No. I know what you’re thinking. Garnets: wine colored, dull semi-precious stones. Poor man’s Ruby. Well guess what, you don’t know a thing about garnets then. Garnet is not a single mineral, but a group contains closely related, isomorphous minerals that form a series with each other. The Garnets vary only slightly in physical properties, and some of the members may be so similar that they are indistinguishable from one another without x-ray analysis.
From a mineralogical standpoint there’s like 20 different species of garnets, garnets that fall somewhere inbetween those species, and then color variations within those that lead to different semi-official classifications. It’s a delightful clusterfuck of color and chemicals. But ain’t nobody got time for that, so for simplicity’s sake, I’m going to condense it to 6 basic types of garnets.
This is pretty standard dark red/purplish garnet. Chemically, almandine is an iron-aluminum garnet. Nothing to write home about.
This is the lazy garnet. Pretty much only comes in red, unlike the other varieties which took it upon themselves to show some initiative and branch out. It’s really similar to Almandine but tends to be clearer, making it preferable as a cut gem. Pyrope is sometimes found with Diamonds. It is an aluminum silicate. Pyrope has trade names some of which are misnomers; Cape ruby, Arizona ruby, California ruby, Rocky Mountain ruby, and Bohemian garnet from the Czech Republic. Another intriguing find is the blue color-changing garnets from Madagascar, a pyrope-spessartine mix. The color of these blue garnets is not like sapphire blue in subdued daylight but more reminiscent of the grayish blues and greenish blues sometimes seen in spinel.

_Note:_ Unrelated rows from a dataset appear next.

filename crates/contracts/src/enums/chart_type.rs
use serde::{Deserialize, Serialize};

/// Chart kinds offered by the chart type selector.
#[derive(Debug, Clone, Copy, PartialEq, Eq, Serialize, Deserialize)]
#[serde(rename_all = "lowercase")]
pub enum ChartType {
    Line,
    Bar,
    Scatter,
}

impl ChartType {
    pub fn code(&self) -> &'static str {
        match self {
            ChartType::Line => "line",
            ChartType::Bar => "bar",
            ChartType::Scatter => "scatter",
        }
    }

    pub fn display_name(&self) -> &'static str {
        match self {
            ChartType::Line => "Line Chart",
            ChartType::Bar => "Bar Chart",
            ChartType::Scatter => "Scatter Chart",
        }
    }

    pub fn all() -> [ChartType; 3] {
        [ChartType::Line, ChartType::Bar, ChartType::Scatter]
    }

    /// Unknown codes yield `None`; callers pick their own fallback.
    pub fn from_code(code: &str) -> Option<Self> {
        match code {
            "line" => Some(ChartType::Line),
            "bar" => Some(ChartType::Bar),
            "scatter" => Some(ChartType::Scatter),
            _ => None,
        }
    }
}
use contracts::shared::callbacks::{
    BindingDescriptor, BindingLocation, InputValue, PropRef, UpdateResponse,
};
use contracts::shared::component::Component;
use serde_json::Value;
use std::collections::{BTreeSet, HashMap};

/// Current value of every component property known to this browser session.
///
/// Holds both what the user typed and what the server answered; the input
/// snapshot of an update is read from here.
#[derive(Clone, Debug, Default, PartialEq)]
pub struct PropStore {
    values: HashMap<PropRef, Value>,
}

impl PropStore {
    pub fn new() -> Self {
        Self::default()
    }

    pub fn get(&self, key: &PropRef) -> Option<&Value> {
        self.values.get(key)
    }

    /// Returns `false` when the stored value was already equal.
    pub fn set(&mut self, key: PropRef, value: Value) -> bool {
        if self.values.get(&key) == Some(&value) {
            return false;
        }
        self.values.insert(key, value);
        true
    }

    /// Stores `value` only when nothing is known for `key` yet.
    pub fn seed(&mut self, key: PropRef, value: Value) -> bool {
        if self.values.contains_key(&key) {
            return false;
        }
        self.values.insert(key, value);
        true
    }

    /// Walks a component tree and seeds the initial values of the properties
    /// listed in `watched`. Returns the properties seen for the first time.
    pub fn seed_from_component(
        &mut self,
        component: &Component,
        watched: &BTreeSet<PropRef>,
    ) -> Vec<PropRef> {
        let mut seeded = Vec::new();
        self.seed_walk(component, watched, &mut seeded);
        seeded
    }

    fn seed_walk(
        &mut self,
        component: &Component,
        watched: &BTreeSet<PropRef>,
        seeded: &mut Vec<PropRef>,
    ) {
        let Component::Element(element) = component else {
            return;
        };
        if let Some(id) = element.id.as_deref() {
            for (property, value) in &element.props {
                let key = PropRef::new(id, property);
                if watched.contains(&key) && self.seed(key.clone(), value.clone()) {
                    seeded.push(key);
                }
            }
        }
        for child in &element.children {
            self.seed_walk(child, watched, seeded);
        }
    }

    /// Input values for every server binding, deduplicated, missing ones as null.
    pub fn snapshot(&self, bindings: &[BindingDescriptor]) -> Vec<InputValue> {
        server_inputs(bindings)
            .into_iter()
            .map(|key| {
                let value = self.values.get(&key).cloned().unwrap_or(Value::Null);
                InputValue::new(&key.id, &key.property, value)
            })
            .collect()
    }

    pub fn apply(&mut self, response: &UpdateResponse) {
        for output in &response.outputs {
            self.values
                .insert(PropRef::new(&output.id, &output.property), output.value.clone());
        }
    }
}

/// Inputs of server bindings, in first-seen order.
pub fn server_inputs(bindings: &[BindingDescriptor]) -> Vec<PropRef> {
    let mut seen = BTreeSet::new();
    bindings
        .iter()
        .filter(|b| b.location == BindingLocation::Server)
        .flat_map(|b| b.inputs.iter())
        .filter(|key| seen.insert((*key).clone()))
        .cloned()
        .collect()
}

pub fn is_input_of(
    bindings: &[BindingDescriptor],
    key: &PropRef,
    location: BindingLocation,
) -> bool {
    bindings
        .iter()
        .any(|b| b.location == location && b.inputs.contains(key))
}
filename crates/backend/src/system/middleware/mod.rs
pub mod request_logger;
use axum::http::{HeaderMap, StatusCode};
use axum::response::{IntoResponse, Response};
use axum::Json;
use contracts::shared::callbacks::{BindingDescriptor, UpdateRequest};
use contracts::shared::component::Component;
use contracts::shared::dock::TabCount;

use crate::shared::app_state::{get_app_state, AppState};
use crate::system::middleware::request_logger::SESSION_HEADER;

/// GET /api/page/layout
pub async fn page_layout() -> Json<Component> {
    Json(get_app_state().page.clone())
}

/// GET /api/page/dependencies
pub async fn dependencies() -> Json<Vec<BindingDescriptor>> {
    Json(get_app_state().bindings.descriptors())
}

/// POST /api/page/update
///
/// Answers 204 when no server binding depends on the changed input.
pub async fn update(headers: HeaderMap, Json(request): Json<UpdateRequest>) -> Response {
    let session = headers
        .get(SESSION_HEADER)
        .and_then(|v| v.to_str().ok())
        .unwrap_or("-");
    run_update(get_app_state(), session, &request)
}

fn run_update(state: &AppState, session: &str, request: &UpdateRequest) -> Response {
    match &request.changed {
        Some(changed) => tracing::debug!(session = %session, "update triggered by {}", changed),
        None => tracing::debug!(session = %session, "initial update"),
    }

    let response = state.bindings.dispatch(&state.dock, request);
    if response.outputs.is_empty() {
        return StatusCode::NO_CONTENT.into_response();
    }
    Json(response).into_response()
}

/// GET /api/dock/model
pub async fn dock_model() -> Json<serde_json::Value> {
    Json(get_app_state().dock.model().to_value())
}

/// GET /api/dock/stats
pub async fn dock_stats() -> Json<TabCount> {
    Json(get_app_state().dock.tab_count())
}

#[cfg(test)]
mod tests {
    use super::*;
    use crate::shared::app_state::init_for_tests;
    use axum::body::to_bytes;
    use contracts::dashboards::d400_dock_demo::*;
    use contracts::shared::callbacks::{BindingLocation, InputValue, PropRef, UpdateResponse};
    use contracts::shared::dock::DockModel;

    async fn body_json<T: serde::de::DeserializeOwned>(response: Response) -> T {
        let bytes = to_bytes(response.into_body(), usize::MAX).await.unwrap();
        serde_json::from_slice(&bytes).unwrap()
    }

    #[tokio::test]
    async fn test_update_dataset_selection() {
        init_for_tests();
        let request = UpdateRequest {
            changed: Some(PropRef::new(DATASET_SELECTOR, PROP_VALUE)),
            inputs: vec![InputValue::new(
                DATASET_SELECTOR,
                PROP_VALUE,
                serde_json::json!(["b", "a"]),
            )],
        };
        let response = update(HeaderMap::new(), Json(request)).await;
        assert_eq!(response.status(), StatusCode::OK);
        let body: UpdateResponse = body_json(response).await;
        assert_eq!(body.outputs.len(), 1);
        assert_eq!(body.outputs[0].id, SELECTED_DATASETS_DISPLAY);
        assert_eq!(body.outputs[0].value, "Selected datasets: b, a");
    }

    #[tokio::test]
    async fn test_theme_switch_is_not_served() {
        let state = init_for_tests();
        let request = UpdateRequest {
            changed: Some(PropRef::new(COLOR_SCHEME_SWITCH, PROP_CHECKED)),
            inputs: vec![InputValue::new(COLOR_SCHEME_SWITCH, PROP_CHECKED, true)],
        };
        let response = run_update(state, "test", &request);
        assert_eq!(response.status(), StatusCode::NO_CONTENT);
    }

    #[tokio::test]
    async fn test_initial_update_fills_every_output() {
        let state = init_for_tests();
        let request = UpdateRequest {
            changed: None,
            inputs: vec![
                InputValue::new(DATASET_SELECTOR, PROP_VALUE, serde_json::json!(["a"])),
                InputValue::new(CHART_TYPE_SELECTOR, PROP_VALUE, "line"),
            ],
        };
        let body: UpdateResponse = body_json(run_update(state, "test", &request)).await;
        let mut ids: Vec<&str> = body.outputs.iter().map(|o| o.id.as_str()).collect();
        ids.sort_unstable();
        assert_eq!(
            ids,
            vec![
                CONSOLE_OUTPUT,
                DOCK_CONTAINER,
                DATA_REFRESH_STATUS,
                MAIN_CHART_CONTAINER,
                SELECTED_CHART_TYPE,
                SELECTED_DATASETS_DISPLAY,
            ]
        );
    }

    #[tokio::test]
    async fn test_dependencies_mark_theme_as_client() {
        init_for_tests();
        let Json(descriptors) = dependencies().await;
        let theme = descriptors
            .iter()
            .find(|d| d.inputs.contains(&PropRef::new(COLOR_SCHEME_SWITCH, PROP_CHECKED)))
            .unwrap();
        assert_eq!(theme.location, BindingLocation::Client);
        assert!(descriptors
            .iter()
            .filter(|d| d.name != theme.name)
            .all(|d| d.location == BindingLocation::Server));
    }

    #[tokio::test]
    async fn test_dock_model_and_stats() {
        init_for_tests();
        let Json(value) = dock_model().await;
        let model = DockModel::from_value(value).unwrap();
        assert_eq!(model.validate(), Ok(()));
        let Json(stats) = dock_stats().await;
        assert_eq!(stats.total, 5);
        assert_eq!(stats.border_tabs, 2);
    }
}
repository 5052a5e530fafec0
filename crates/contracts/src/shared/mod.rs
pub mod callbacks;
pub mod component;
pub mod dock;
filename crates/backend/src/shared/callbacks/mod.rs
//! Binding table and dispatcher.
//!
//! Each binding maps the current values of its declared inputs to new values
//! for its declared outputs. Handlers are plain functions: they see only the
//! input snapshot and the immutable dock, never another session's values.

use std::collections::{HashMap, HashSet};

use contracts::shared::callbacks::{
    BindingDescriptor, BindingLocation, OutputValue, PropRef, UpdateRequest, UpdateResponse,
};
use serde_json::Value;
use thiserror::Error;

use crate::shared::dock::DockApp;

/// Server-side handler: input values in declaration order → output values in
/// declaration order.
pub type Handler = fn(&DockApp, &[Value]) -> Vec<Value>;

#[derive(Debug, Clone, Copy)]
pub enum BindingKind {
    Server(Handler),
    /// Evaluated in the browser; listed so the client knows about it.
    Client,
}

#[derive(Debug, Clone)]
pub struct Binding {
    pub name: &'static str,
    pub inputs: Vec<PropRef>,
    pub outputs: Vec<PropRef>,
    pub kind: BindingKind,
}

impl Binding {
    pub fn server(
        name: &'static str,
        inputs: &[(&str, &str)],
        outputs: &[(&str, &str)],
        handler: Handler,
    ) -> Self {
        Self {
            name,
            inputs: to_refs(inputs),
            outputs: to_refs(outputs),
            kind: BindingKind::Server(handler),
        }
    }

    pub fn client(name: &'static str, inputs: &[(&str, &str)], outputs: &[(&str, &str)]) -> Self {
        Self {
            name,
            inputs: to_refs(inputs),
            outputs: to_refs(outputs),
            kind: BindingKind::Client,
        }
    }

    pub fn location(&self) -> BindingLocation {
        match self.kind {
            BindingKind::Server(_) => BindingLocation::Server,
            BindingKind::Client => BindingLocation::Client,
        }
    }

    pub fn descriptor(&self) -> BindingDescriptor {
        BindingDescriptor {
            name: self.name.to_string(),
            inputs: self.inputs.clone(),
            outputs: self.outputs.clone(),
            location: self.location(),
        }
    }
}

fn to_refs(pairs: &[(&str, &str)]) -> Vec<PropRef> {
    pairs
        .iter()
        .map(|(id, property)| PropRef::new(id, property))
        .collect()
}

#[derive(Debug, Clone, PartialEq, Error)]
pub enum BindingError {
    #[error("binding '{0}' is registered twice")]
    DuplicateName(&'static str),

    #[error("binding '{0}' declares no inputs")]
    NoInputs(&'static str),

    #[error("output {0} is written by more than one binding")]
    DuplicateOutput(PropRef),
}

/// Bindings indexed by the inputs they declare. Built once at startup.
#[derive(Debug)]
pub struct BindingTable {
    bindings: Vec<Binding>,
    by_input: HashMap<PropRef, Vec<usize>>,
}

impl BindingTable {
    pub fn new(bindings: Vec<Binding>) -> Result<Self, BindingError> {
        let mut names = HashSet::new();
        let mut outputs = HashSet::new();
        let mut by_input: HashMap<PropRef, Vec<usize>> = HashMap::new();

        for (index, binding) in bindings.iter().enumerate() {
            if !names.insert(binding.name) {
                return Err(BindingError::DuplicateName(binding.name));
            }
            if binding.inputs.is_empty() {
                return Err(BindingError::NoInputs(binding.name));
            }
            for output in &binding.outputs {
                if !outputs.insert(output.clone()) {
                    return Err(BindingError::DuplicateOutput(output.clone()));
                }
            }
            for input in &binding.inputs {
                by_input.entry(input.clone()).or_default().push(index);
            }
        }

        Ok(Self { bindings, by_input })
    }

    pub fn len(&self) -> usize {
        self.bindings.len()
    }

    pub fn is_empty(&self) -> bool {
        self.bindings.is_empty()
    }

    pub fn descriptors(&self) -> Vec<BindingDescriptor> {
        self.bindings.iter().map(Binding::descriptor).collect()
    }

    /// Bindings declaring `input`, client bindings included.
    pub fn triggered_by<'a>(&'a self, input: &PropRef) -> impl Iterator<Item = &'a Binding> + 'a {
        self.by_input
            .get(input)
            .into_iter()
            .flatten()
            .map(move |&index| &self.bindings[index])
    }

    /// Runs every server binding affected by the request.
    ///
    /// With no `changed` input (initial load) every server binding runs once.
    /// Inputs missing from the snapshot are passed as `null`.
    pub fn dispatch(&self, dock: &DockApp, request: &UpdateRequest) -> UpdateResponse {
        let snapshot: HashMap<PropRef, &Value> = request
            .inputs
            .iter()
            .map(|input| (input.prop_ref(), &input.value))
            .collect();

        let selected: Vec<&Binding> = match &request.changed {
            Some(changed) => self.triggered_by(changed).collect(),
            None => self.bindings.iter().collect(),
        };

        let mut outputs = Vec::new();
        for binding in selected {
            let BindingKind::Server(handler) = binding.kind else {
                continue;
            };

            let args: Vec<Value> = binding
                .inputs
                .iter()
                .map(|input| snapshot.get(input).map(|v| (*v).clone()).unwrap_or(Value::Null))
                .collect();

            let values = handler(dock, &args);
            if values.len() != binding.outputs.len() {
                tracing::error!(
                    "binding '{}' returned {} value(s) for {} output(s), update dropped",
                    binding.name,
                    values.len(),
                    binding.outputs.len()
                );
                continue;
            }

            tracing::debug!("binding '{}' evaluated", binding.name);
            outputs.extend(
                binding
                    .outputs
                    .iter()
                    .zip(values)
                    .map(|(target, value)| OutputValue {
                        id: target.id.clone(),
                        property: target.property.clone(),
                        value,
                    }),
            );
        }

        UpdateResponse { outputs }
    }
}

#[cfg(test)]
mod tests {
    use super::*;
    use crate::shared::config::DockConfig;
    use crate::shared::dock::TabRegistryBuilder;
    use contracts::shared::callbacks::InputValue;
    use contracts::shared::dock::DockModel;
    use serde_json::json;

    fn dock() -> DockApp {
        let model = DockModel::from_value(json!({
            "layout": { "type": "row", "children": [] }
        }))
        .unwrap();
        DockApp::new(model, TabRegistryBuilder::new().build(), &DockConfig::default()).unwrap()
    }

    fn echo(_: &DockApp, inputs: &[Value]) -> Vec<Value> {
        vec![inputs[0].clone()]
    }

    fn pair(_: &DockApp, inputs: &[Value]) -> Vec<Value> {
        vec![json!(inputs.len()), inputs[1].clone()]
    }

    fn broken(_: &DockApp, _: &[Value]) -> Vec<Value> {
        Vec::new()
    }

    fn table() -> BindingTable {
        BindingTable::new(vec![
            Binding::server("echo", &[("a", "value")], &[("out-a", "children")], echo),
            Binding::server(
                "pair",
                &[("a", "value"), ("b", "value")],
                &[("out-n", "children"), ("out-b", "children")],
                pair,
            ),
            Binding::client("theme", &[("switch", "checked")], &[("switch", "id")]),
        ])
        .unwrap()
    }

    #[test]
    fn test_changed_input_runs_only_dependent_bindings() {
        let request = UpdateRequest {
            changed: Some(PropRef::new("b", "value")),
            inputs: vec![InputValue::new("a", "value", 1), InputValue::new("b", "value", "x")],
        };
        let response = table().dispatch(&dock(), &request);
        assert_eq!(
            response.outputs,
            vec![
                OutputValue { id: "out-n".into(), property: "children".into(), value: json!(2) },
                OutputValue { id: "out-b".into(), property: "children".into(), value: json!("x") },
            ]
        );
    }

    #[test]
    fn test_shared_input_triggers_every_dependent() {
        let request = UpdateRequest {
            changed: Some(PropRef::new("a", "value")),
            inputs: vec![InputValue::new("a", "value", 7)],
        };
        let response = table().dispatch(&dock(), &request);
        let ids: Vec<&str> = response.outputs.iter().map(|o| o.id.as_str()).collect();
        assert_eq!(ids, vec!["out-a", "out-n", "out-b"]);
        // b is missing from the snapshot and arrives as null
        assert_eq!(response.outputs[2].value, Value::Null);
    }

    #[test]
    fn test_client_binding_never_runs_on_server() {
        let request = UpdateRequest {
            changed: Some(PropRef::new("switch", "checked")),
            inputs: vec![InputValue::new("switch", "checked", true)],
        };
        let t = table();
        assert_eq!(t.triggered_by(&PropRef::new("switch", "checked")).count(), 1);
        assert!(t.dispatch(&dock(), &request).outputs.is_empty());
    }

    #[test]
    fn test_initial_load_runs_all_server_bindings() {
        let request = UpdateRequest { changed: None, inputs: vec![] };
        let response = table().dispatch(&dock(), &request);
        assert_eq!(response.outputs.len(), 3);
    }

    #[test]
    fn test_unknown_input_produces_nothing() {
        let request = UpdateRequest {
            changed: Some(PropRef::new("nope", "value")),
            inputs: vec![],
        };
        assert!(table().dispatch(&dock(), &request).outputs.is_empty());
    }

    #[test]
    fn test_wrong_arity_is_dropped() {
        let t = BindingTable::new(vec![Binding::server(
            "broken",
            &[("a", "value")],
            &[("out", "children")],
            broken,
        )])
        .unwrap();
        let request = UpdateRequest { changed: None, inputs: vec![] };
        assert!(t.dispatch(&dock(), &request).outputs.is_empty());
    }

    #[test]
    fn test_duplicate_output_rejected() {
        let err = BindingTable::new(vec![
            Binding::server("one", &[("a", "value")], &[("out", "children")], echo),
            Binding::server("two", &[("b", "value")], &[("out", "children")], echo),
        ])
        .unwrap_err();
        assert_eq!(err, BindingError::DuplicateOutput(PropRef::new("out", "children")));
    }

    #[test]
    fn test_duplicate_name_and_missing_inputs_rejected() {
        let err = BindingTable::new(vec![
            Binding::server("same", &[("a", "value")], &[("x", "children")], echo),
            Binding::server("same", &[("b", "value")], &[("y", "children")], echo),
        ])
        .unwrap_err();
        assert_eq!(err, BindingError::DuplicateName("same"));

        let err = BindingTable::new(vec![Binding::server("lonely", &[], &[("z", "children")], echo)])
            .unwrap_err();
        assert_eq!(err, BindingError::NoInputs("lonely"));
    }

    #[test]
    fn test_descriptors_mark_location() {
        let descriptors = table().descriptors();
        assert_eq!(descriptors.len(), 3);
        assert_eq!(descriptors[0].location, BindingLocation::Server);
        assert_eq!(descriptors[2].location, BindingLocation::Client);
    }
}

AKA: Mandarin Garnet, Spessartite.
Found all over the world but not China, so I have no clue why people call it Mandarin Garnet sometimes. Also comes in pinks, purples, and reds. Spessartine is manganese aluminum garnet.
Uvarovite is a chromium-bearing garnet group. Chromium tends to make minerals green. It forms in super-fine green crystals, so it’s usually mounted on jewelry in the rough (druzy) so it can sparkle.
AKA: Melanite (Black), Topazolite (Yellowy), Demantoid (Green).
It’s one of the rarest, most expensive kinds of garnet -scratch that- gem there is period. For Demantoid, we’re talking $1000-$2000 per carat… if you’re buying lots of tiny ones in bulk. A really nice 2.5ct specimen would cost about as much as a new car. Andradite is a calcium-iron garnet. Andradite is found both in deep-seated igneous rocks. Demantoid has been called the “emerald of the Urals” from its occurrence there.
AKA: Hessonite (Cinnamon), Tsavorite (GREEN).
Grossular is a calcium-aluminium garnet. The name grossular is derived from the botanical name for the gooseberry, grossularia, in reference to the green garnet of this composition that is found in Siberia. It rare to find large gem quality bits of Tsavorite that aren’t included (flawed), so it’s pricey, but not as much as Demantoid.
I regret to inform you that garnet doesn’t come in Geode form. I know we’re all deeply saddened by this, but all is not lost. Almandine garnets can display Asterism. Asterism is kind of like a form of Chatoyancy (think Tiger’s Eye or Cat’s Eye) that manifests in the shape of a star. The star will move with you no mater what angle you view it from. Remember when I said Almandine was nothing to write home about? I WAS LYING. ALL GARNETS ARE MAGNIFICENT.